┏━━

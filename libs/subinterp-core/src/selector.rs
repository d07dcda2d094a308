//! Per-interpreter unified readiness multiplexer with callback fan-out
//! (spec §4.4).
//!
//! "Per interpreter" here means per OS thread (see `subinterp::host` for
//! why an OS thread stands in for a subinterpreter in this workspace): the
//! selector is a thread-local singleton, lazily built on first use, exactly
//! like the teacher's mmap/pipe primitives are each built once per owning
//! side rather than shared through a lock. [`Pipe`](crate::pipe) and
//! [`LockableBoard`](crate::board)'s signal path both register callbacks
//! here rather than polling file descriptors directly.

use std::cell::RefCell;
use std::collections::{HashMap, HashSet};
use std::os::unix::io::RawFd;
use std::rc::Rc;
use std::time::{Duration, Instant};

use nix::poll::{poll, PollFd, PollFlags};

/// Which direction(s) of readiness a registration cares about.
#[derive(Debug, Clone, Copy, PartialEq, Eq)]
pub enum Interest {
    Readable,
    Writable,
}

impl Interest {
    fn poll_flags(self) -> PollFlags {
        match self {
            Interest::Readable => PollFlags::POLLIN,
            Interest::Writable => PollFlags::POLLOUT,
        }
    }
}

/// What fired, handed to a callback on dispatch.
#[derive(Debug, Clone, Copy)]
pub struct ReadyEvent {
    pub fd: RawFd,
    pub readable: bool,
    pub writable: bool,
}

type Callback = Box<dyn FnMut(ReadyEvent)>;

struct Registration {
    id: u64,
    interest: Interest,
    callback: Rc<RefCell<Callback>>,
}

/// A per-thread readiness multiplexer. Multiple callbacks may attach to the
/// same `(fd, interest)` pair; on readiness they fire in registration order,
/// and a panicking/erroring callback is caught and logged so it cannot
/// starve the others (spec §4.4's "wrapping exceptions into warnings").
#[derive(Default)]
pub struct Selector {
    registrations: RefCell<HashMap<RawFd, Vec<Registration>>>,
    next_id: RefCell<u64>,
    depth: RefCell<u32>,
    entered: RefCell<HashSet<u64>>,
}

thread_local! {
    static CURRENT: Selector = Selector::default();
}

/// Runs `f` against this thread's selector singleton.
pub fn with_current<R>(f: impl FnOnce(&Selector) -> R) -> R {
    CURRENT.with(f)
}

impl Selector {
    /// Registers `callback` for `interest` on `fd`. Returns an id that can
    /// later be used to drop just this one callback; [`unregister`] drops
    /// every callback on the fd at once, matching the Python original's
    /// "close this pipe end" use.
    pub fn register(
        &self,
        fd: RawFd,
        interest: Interest,
        callback: impl FnMut(ReadyEvent) + 'static,
    ) -> u64 {
        let id = {
            let mut next = self.next_id.borrow_mut();
            let id = *next;
            *next += 1;
            id
        };
        self.registrations
            .borrow_mut()
            .entry(fd)
            .or_default()
            .push(Registration {
                id,
                interest,
                callback: Rc::new(RefCell::new(Box::new(callback))),
            });
        id
    }

    /// Drops every registration on `fd`.
    pub fn unregister(&self, fd: RawFd) {
        self.registrations.borrow_mut().remove(&fd);
    }

    /// Drops only the registration `id` previously returned by [`register`],
    /// leaving any other callbacks on the same fd untouched.
    pub fn unregister_id(&self, fd: RawFd, id: u64) {
        let mut regs = self.registrations.borrow_mut();
        if let Some(v) = regs.get_mut(&fd) {
            v.retain(|r| r.id != id);
            if v.is_empty() {
                regs.remove(&fd);
            }
        }
    }

    /// Waits up to `timeout` for readiness on any registered fd (or, if
    /// `target_fd` is given, specifically for that one), dispatching
    /// callbacks as events fire. Returns whether the event of interest
    /// fired before the deadline.
    ///
    /// Re-entrant: a callback that itself calls `select()` will not have
    /// its own still-on-the-stack callback re-invoked by the nested call,
    /// exactly mirroring the Python original's `entered_callbacks` guard —
    /// only the outermost call resets that set.
    pub fn select(&self, timeout: Option<Duration>, target_fd: Option<RawFd>) -> bool {
        {
            let mut depth = self.depth.borrow_mut();
            *depth += 1;
            if *depth == 1 {
                self.entered.borrow_mut().clear();
            }
        }
        let result = self.select_inner(timeout, target_fd);
        *self.depth.borrow_mut() -= 1;
        result
    }

    fn select_inner(&self, timeout: Option<Duration>, target_fd: Option<RawFd>) -> bool {
        let deadline = timeout.map(|t| Instant::now() + t);
        loop {
            let fds: Vec<RawFd> = self.registrations.borrow().keys().copied().collect();
            if fds.is_empty() {
                return false;
            }

            let remaining = match deadline {
                Some(d) => match d.checked_duration_since(Instant::now()) {
                    Some(r) => Some(r),
                    None => return false,
                },
                None => None,
            };
            // nix 0.26's `poll` timeout is plain milliseconds, -1 = block forever.
            let timeout_ms: i32 = match remaining {
                Some(d) => d.as_millis().min(i32::MAX as u128) as i32,
                None => -1,
            };

            let mut poll_fds: Vec<PollFd> = Vec::with_capacity(fds.len());
            {
                let regs = self.registrations.borrow();
                for &fd in &fds {
                    let mut mask = PollFlags::empty();
                    for reg in &regs[&fd] {
                        mask |= reg.interest.poll_flags();
                    }
                    poll_fds.push(PollFd::new(fd, mask));
                }
            }

            let n = match poll(&mut poll_fds, timeout_ms) {
                Ok(n) => n,
                Err(_) => return false,
            };
            if n == 0 {
                return false;
            }

            let mut target_fired = false;
            let mut any_fired = false;
            for (idx, pfd) in poll_fds.iter().enumerate() {
                let revents = match pfd.revents() {
                    Some(r) => r,
                    None => continue,
                };
                if revents.is_empty() {
                    continue;
                }
                let fd = fds[idx];
                let event = ReadyEvent {
                    fd,
                    readable: revents.contains(PollFlags::POLLIN),
                    writable: revents.contains(PollFlags::POLLOUT),
                };
                any_fired = true;
                if Some(fd) == target_fd {
                    target_fired = true;
                }
                self.dispatch(fd, event);
            }

            if target_fd.is_some() {
                if target_fired {
                    return true;
                }
                // keep waiting for the specific fd until the deadline.
                if deadline.is_none() && !any_fired {
                    return false;
                }
                continue;
            }
            return any_fired;
        }
    }

    fn dispatch(&self, fd: RawFd, event: ReadyEvent) {
        // Snapshot (id, callback) pairs before invoking anything: a callback
        // may register/unregister fds (including this one), so the map must
        // not be borrowed while callbacks run.
        let callbacks: Vec<(u64, Rc<RefCell<Callback>>)> = self
            .registrations
            .borrow()
            .get(&fd)
            .map(|regs| regs.iter().map(|r| (r.id, r.callback.clone())).collect())
            .unwrap_or_default();
        for (id, callback) in callbacks {
            if self.entered.borrow().contains(&id) {
                continue;
            }
            self.entered.borrow_mut().insert(id);
            match callback.try_borrow_mut() {
                Ok(mut guard) => {
                    let outcome = std::panic::catch_unwind(std::panic::AssertUnwindSafe(|| guard(event)));
                    if let Err(payload) = outcome {
                        tracing::warn!(
                            fd,
                            id,
                            error = %panic_payload_message(payload),
                            "selector callback panicked, skipping"
                        );
                    }
                }
                Err(_) => {
                    tracing::warn!(fd, id, "selector callback re-entered itself, skipping");
                }
            }
            self.entered.borrow_mut().remove(&id);
        }
    }
}

/// Turns a caught callback panic payload into a loggable message, so one
/// misbehaving callback is warned about rather than propagated to every
/// caller of `select()` on this fd's remaining callbacks.
fn panic_payload_message(payload: Box<dyn std::any::Any + Send>) -> String {
    if let Some(s) = payload.downcast_ref::<&str>() {
        s.to_string()
    } else if let Some(s) = payload.downcast_ref::<String>() {
        s.clone()
    } else {
        "callback panicked".to_string()
    }
}

#[cfg(test)]
mod tests {
    use super::*;
    use std::sync::atomic::{AtomicUsize, Ordering};
    use std::sync::Arc;

    #[test]
    fn fires_on_readable_pipe() {
        let (rfd, wfd) = nix::unistd::pipe().unwrap();
        let fired = Arc::new(AtomicUsize::new(0));
        let fired2 = fired.clone();
        with_current(|sel| {
            sel.register(rfd, Interest::Readable, move |_| {
                fired2.fetch_add(1, Ordering::SeqCst);
            });
        });
        nix::unistd::write(wfd, b"x").unwrap();
        let hit = with_current(|sel| sel.select(Some(Duration::from_millis(200)), Some(rfd)));
        assert!(hit);
        assert_eq!(fired.load(Ordering::SeqCst), 1);
        with_current(|sel| sel.unregister(rfd));
        let _ = nix::unistd::close(wfd);
        let _ = nix::unistd::close(rfd);
    }

    #[test]
    fn multiple_callbacks_on_same_fd_all_fire() {
        let (rfd, wfd) = nix::unistd::pipe().unwrap();
        let count = Arc::new(AtomicUsize::new(0));
        for _ in 0..3 {
            let count = count.clone();
            with_current(|sel| {
                sel.register(rfd, Interest::Readable, move |_| {
                    count.fetch_add(1, Ordering::SeqCst);
                });
            });
        }
        nix::unistd::write(wfd, b"y").unwrap();
        with_current(|sel| sel.select(Some(Duration::from_millis(200)), None));
        assert_eq!(count.load(Ordering::SeqCst), 3);
        with_current(|sel| sel.unregister(rfd));
        let _ = nix::unistd::close(wfd);
        let _ = nix::unistd::close(rfd);
    }

    #[test]
    fn a_panicking_callback_does_not_starve_the_others_on_the_same_fd() {
        let (rfd, wfd) = nix::unistd::pipe().unwrap();
        let count = Arc::new(AtomicUsize::new(0));
        with_current(|sel| {
            sel.register(rfd, Interest::Readable, |_| panic!("boom"));
        });
        for _ in 0..2 {
            let count = count.clone();
            with_current(|sel| {
                sel.register(rfd, Interest::Readable, move |_| {
                    count.fetch_add(1, Ordering::SeqCst);
                });
            });
        }
        nix::unistd::write(wfd, b"z").unwrap();
        with_current(|sel| sel.select(Some(Duration::from_millis(200)), None));
        assert_eq!(count.load(Ordering::SeqCst), 2);
        with_current(|sel| sel.unregister(rfd));
        let _ = nix::unistd::close(wfd);
        let _ = nix::unistd::close(rfd);
    }

    #[test]
    fn timeout_with_no_ready_fd_returns_false() {
        let (rfd, wfd) = nix::unistd::pipe().unwrap();
        with_current(|sel| sel.register(rfd, Interest::Readable, |_| {}));
        let hit = with_current(|sel| sel.select(Some(Duration::from_millis(30)), None));
        assert!(!hit);
        with_current(|sel| sel.unregister(rfd));
        let _ = nix::unistd::close(wfd);
        let _ = nix::unistd::close(rfd);
    }
}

┗━━

## WHAT THE TASK ASKS
When the word "RefCell" appears in a line of the data, that line is counted; report the number only.

## RESPONSE AREA
8